» **RECORD SET**:
━━━━━━━━

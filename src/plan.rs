//! Release plans and their persisted encoding.
//!
//! A plan is stored on the reward record as a versioned JSON envelope:
//!
//! ```text
//! {"v":1,"events":[[1700000000,3],[1700000060,1]]}
//! ```
//!
//! Plans written before the envelope existed are a bare `[[ts,qty],...]` array
//! and still decode. An empty string means nothing is pending.

use crate::error::{PoolError, PoolResult};
use serde::{Deserialize, Serialize};

/// Current envelope version.
pub const PLAN_VERSION: u32 = 1;

/// A quantity that becomes claimable at `due_at` (unix seconds).
#[derive(Debug, Clone, Copy, PartialEq, Eq, Serialize, Deserialize)]
#[serde(from = "(i64, u64)", into = "(i64, u64)")]
pub struct ReleaseEvent {
    pub due_at: i64,
    pub quantity: u64,
}

impl From<(i64, u64)> for ReleaseEvent {
    fn from((due_at, quantity): (i64, u64)) -> Self {
        Self { due_at, quantity }
    }
}

impl From<ReleaseEvent> for (i64, u64) {
    fn from(event: ReleaseEvent) -> Self {
        (event.due_at, event.quantity)
    }
}

#[derive(Serialize, Deserialize)]
struct Envelope {
    v: u32,
    events: Vec<ReleaseEvent>,
}

#[derive(Deserialize)]
#[serde(untagged)]
enum Encoded {
    Versioned(Envelope),
    Legacy(Vec<ReleaseEvent>),
}

/// Ordered release schedule, ascending by due time.
#[derive(Debug, Clone, Default, PartialEq, Eq)]
pub struct ReleasePlan {
    events: Vec<ReleaseEvent>,
}

/// Result of splitting a plan at a point in time.
#[derive(Debug, Clone, PartialEq, Eq)]
pub struct DueSplit {
    /// Total quantity of every event due at or before the split time
    pub due: u64,
    /// Number of leading events consumed
    pub consumed: usize,
    /// Events still in the future
    pub remainder: ReleasePlan,
}

impl ReleasePlan {
    pub fn new() -> Self {
        Self::default()
    }

    /// Build a plan from events, sorting them by due time.
    pub fn from_events(mut events: Vec<ReleaseEvent>) -> Self {
        events.sort_by_key(|e| e.due_at);
        Self { events }
    }

    pub fn events(&self) -> &[ReleaseEvent] {
        &self.events
    }

    pub fn len(&self) -> usize {
        self.events.len()
    }

    pub fn is_empty(&self) -> bool {
        self.events.is_empty()
    }

    pub fn total(&self) -> u64 {
        self.events.iter().map(|e| e.quantity).sum()
    }

    pub fn first_due(&self) -> Option<i64> {
        self.events.first().map(|e| e.due_at)
    }

    pub fn last_due(&self) -> Option<i64> {
        self.events.last().map(|e| e.due_at)
    }

    /// Sum everything due at or before `now` and keep the rest.
    ///
    /// Scanning stops at the first future event; events are never consumed out
    /// of order.
    pub fn split_due(&self, now: i64) -> DueSplit {
        let consumed = self
            .events
            .iter()
            .position(|e| e.due_at > now)
            .unwrap_or(self.events.len());
        let due = self.events[..consumed].iter().map(|e| e.quantity).sum();

        DueSplit {
            due,
            consumed,
            remainder: ReleasePlan {
                events: self.events[consumed..].to_vec(),
            },
        }
    }

    pub fn encode(&self) -> PoolResult<String> {
        if self.events.is_empty() {
            return Ok(String::new());
        }
        let envelope = Envelope {
            v: PLAN_VERSION,
            events: self.events.clone(),
        };
        Ok(serde_json::to_string(&envelope)?)
    }

    pub fn decode(raw: &str) -> PoolResult<Self> {
        let raw = raw.trim();
        if raw.is_empty() {
            return Ok(Self::new());
        }

        let events = match serde_json::from_str::<Encoded>(raw)
            .map_err(|e| PoolError::Parse(format!("release plan: {}", e)))?
        {
            Encoded::Versioned(envelope) => {
                if envelope.v != PLAN_VERSION {
                    return Err(PoolError::Parse(format!(
                        "unsupported release plan version {}",
                        envelope.v
                    )));
                }
                envelope.events
            }
            Encoded::Legacy(events) => events,
        };

        if events.windows(2).any(|w| w[0].due_at > w[1].due_at) {
            return Err(PoolError::Parse(
                "release plan events are not in time order".to_string(),
            ));
        }

        Ok(Self { events })
    }
}
//! Performance benchmarks for prize-pool
//!
//! Run with: cargo bench
//!
//! These benchmarks measure:
//! - Plan building for growing quantities and periods
//! - Plan encode/decode and due-splitting
//! - Claim throughput against the in-memory pool, single and concurrent

use criterion::{black_box, criterion_group, criterion_main, BenchmarkId, Criterion, Throughput};
use futures::future::join_all;
use rand::rngs::StdRng;
use rand::SeedableRng;
use std::sync::Arc;
use std::time::Duration;
use tokio::runtime::Runtime;

use prize_pool::store::MemoryStore;
use prize_pool::{InventoryGate, Planner, ReleasePlan};

const NOW: i64 = 1_700_000_000;

/// Create a Tokio runtime for async benchmarks
fn create_runtime() -> Runtime {
    tokio::runtime::Runtime::new().unwrap()
}

fn bench_plan_build(c: &mut Criterion) {
    let mut group = c.benchmark_group("plan_build");
    let planner = Planner::default();

    for (total, days) in [(100u64, 1u32), (10_000, 7), (1_000_000, 30)] {
        group.throughput(Throughput::Elements(total));
        group.bench_with_input(
            BenchmarkId::new("build", format!("{}x{}d", total, days)),
            &(total, days),
            |b, &(total, days)| {
                let mut rng = StdRng::seed_from_u64(7);
                b.iter(|| black_box(planner.build(total, days, NOW, &mut rng)));
            },
        );
    }

    group.finish();
}

fn bench_plan_codec(c: &mut Criterion) {
    let mut group = c.benchmark_group("plan_codec");
    let plan = Planner::default().build(50_000, 30, NOW, &mut StdRng::seed_from_u64(1));
    let encoded = plan.encode().unwrap();
    group.throughput(Throughput::Elements(plan.len() as u64));

    group.bench_function("encode", |b| b.iter(|| black_box(plan.encode().unwrap())));
    group.bench_function("decode", |b| {
        b.iter(|| black_box(ReleasePlan::decode(&encoded).unwrap()))
    });
    group.bench_function("split_due_mid_period", |b| {
        b.iter(|| black_box(plan.split_due(NOW + 15 * 86_400)))
    });

    group.finish();
}

fn bench_claims(c: &mut Criterion) {
    let mut group = c.benchmark_group("claims");
    let rt = create_runtime();

    group.bench_function("single_claim", |b| {
        let gate = InventoryGate::new(Arc::new(MemoryStore::new()), Duration::from_secs(1));
        rt.block_on(gate.credit(1, u32::MAX as u64)).unwrap();
        b.iter(|| black_box(rt.block_on(gate.claim(1)).unwrap()));
    });

    for concurrency in [10usize, 100, 1000] {
        group.throughput(Throughput::Elements(concurrency as u64));
        group.bench_with_input(
            BenchmarkId::new("concurrent", concurrency),
            &concurrency,
            |b, &concurrency| {
                let gate = InventoryGate::new(Arc::new(MemoryStore::new()), Duration::from_secs(1));
                b.iter(|| {
                    rt.block_on(async {
                        gate.reset(1, (concurrency / 2) as i64).await.unwrap();
                        let claims = (0..concurrency).map(|_| {
                            let gate = gate.clone();
                            tokio::spawn(async move { gate.claim(1).await })
                        });
                        black_box(join_all(claims).await);
                    });
                });
            },
        );
    }

    group.finish();
}

criterion_group!(benches, bench_plan_build, bench_plan_codec, bench_claims);
criterion_main!(benches);
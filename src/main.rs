use anyhow::{Context, Result};
use clap::{Parser, Subcommand};
use prize_pool::{CliArgs, Clock, Config, Planner, SystemClock};
use rand::rngs::StdRng;
use rand::SeedableRng;
use std::path::PathBuf;
use std::str::FromStr;

#[derive(Parser)]
#[command(name = "prize-pool")]
#[command(about = "Time-smoothed reward allocation with an atomic claim pool")]
struct Cli {
    #[arg(short, long, action = clap::ArgAction::Count, global = true, help = "Increase verbosity (-v debug, -vv trace)")]
    verbose: u8,

    #[command(subcommand)]
    command: Command,
}

#[derive(Subcommand)]
enum Command {
    /// Plan every seeded reward and run the feeder until Ctrl-C
    Serve {
        #[arg(short, long, help = "Configuration file (TOML or JSON)")]
        config: Option<PathBuf>,

        #[arg(long, help = "JSON file with rewards and codes to load")]
        seed: Option<PathBuf>,

        #[arg(long, help = "Redis URL; selects the redis backend")]
        store_url: Option<String>,

        #[arg(long, help = "Snapshot file for the memory backend")]
        snapshot: Option<PathBuf>,

        #[arg(long, help = "Seconds between feeder ticks")]
        feed_interval: Option<u64>,
    },

    /// Print a release plan as JSON
    Plan {
        #[arg(long)]
        total: u64,

        #[arg(long)]
        days: u32,

        #[arg(long, help = "Random seed for a reproducible plan")]
        seed: Option<u64>,

        #[arg(long, help = "Start time in unix seconds (default: now)")]
        now: Option<i64>,
    },
}

fn init_tracing(verbose: u8, configured: &str) -> Result<()> {
    let level = match verbose {
        0 => tracing::Level::from_str(configured).unwrap_or(tracing::Level::INFO),
        1 => tracing::Level::DEBUG,
        _ => tracing::Level::TRACE,
    };

    let subscriber = tracing_subscriber::fmt().with_max_level(level).finish();
    tracing::subscriber::set_global_default(subscriber)?;
    Ok(())
}

#[tokio::main]
async fn main() -> Result<()> {
    let cli = Cli::parse();

    match cli.command {
        Command::Serve {
            config,
            seed,
            store_url,
            snapshot,
            feed_interval,
        } => {
            let args = CliArgs {
                config_file: config,
                store_url,
                snapshot_path: snapshot,
                feed_interval,
            };
            let config = Config::load_with_cli(&args).context("Failed to load configuration")?;
            config.validate().context("Invalid configuration")?;
            init_tracing(cli.verbose, &config.logging.level)?;
            prize_pool::run(config, seed).await
        }
        Command::Plan {
            total,
            days,
            seed,
            now,
        } => {
            let config = Config::load().context("Failed to load configuration")?;
            init_tracing(cli.verbose, &config.logging.level)?;

            let planner =
                Planner::from_config(&config.planner).context("Invalid planner configuration")?;
            let now = now.unwrap_or_else(|| SystemClock.now());
            let plan = match seed {
                Some(seed) => planner.build(total, days, now, &mut StdRng::seed_from_u64(seed)),
                None => planner.build(total, days, now, &mut rand::rng()),
            };

            println!("{}", serde_json::to_string_pretty(plan.events())?);
            Ok(())
        }
    }
}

━━━━━━━━

» **TASK BRIEF**: A complete answer gives every line of the records holding "PathBuf".

» **ANSWER TO THE EXERCISE**:
use std::path::PathBuf;
        config: Option<PathBuf>,
        seed: Option<PathBuf>,
        snapshot: Option<PathBuf>,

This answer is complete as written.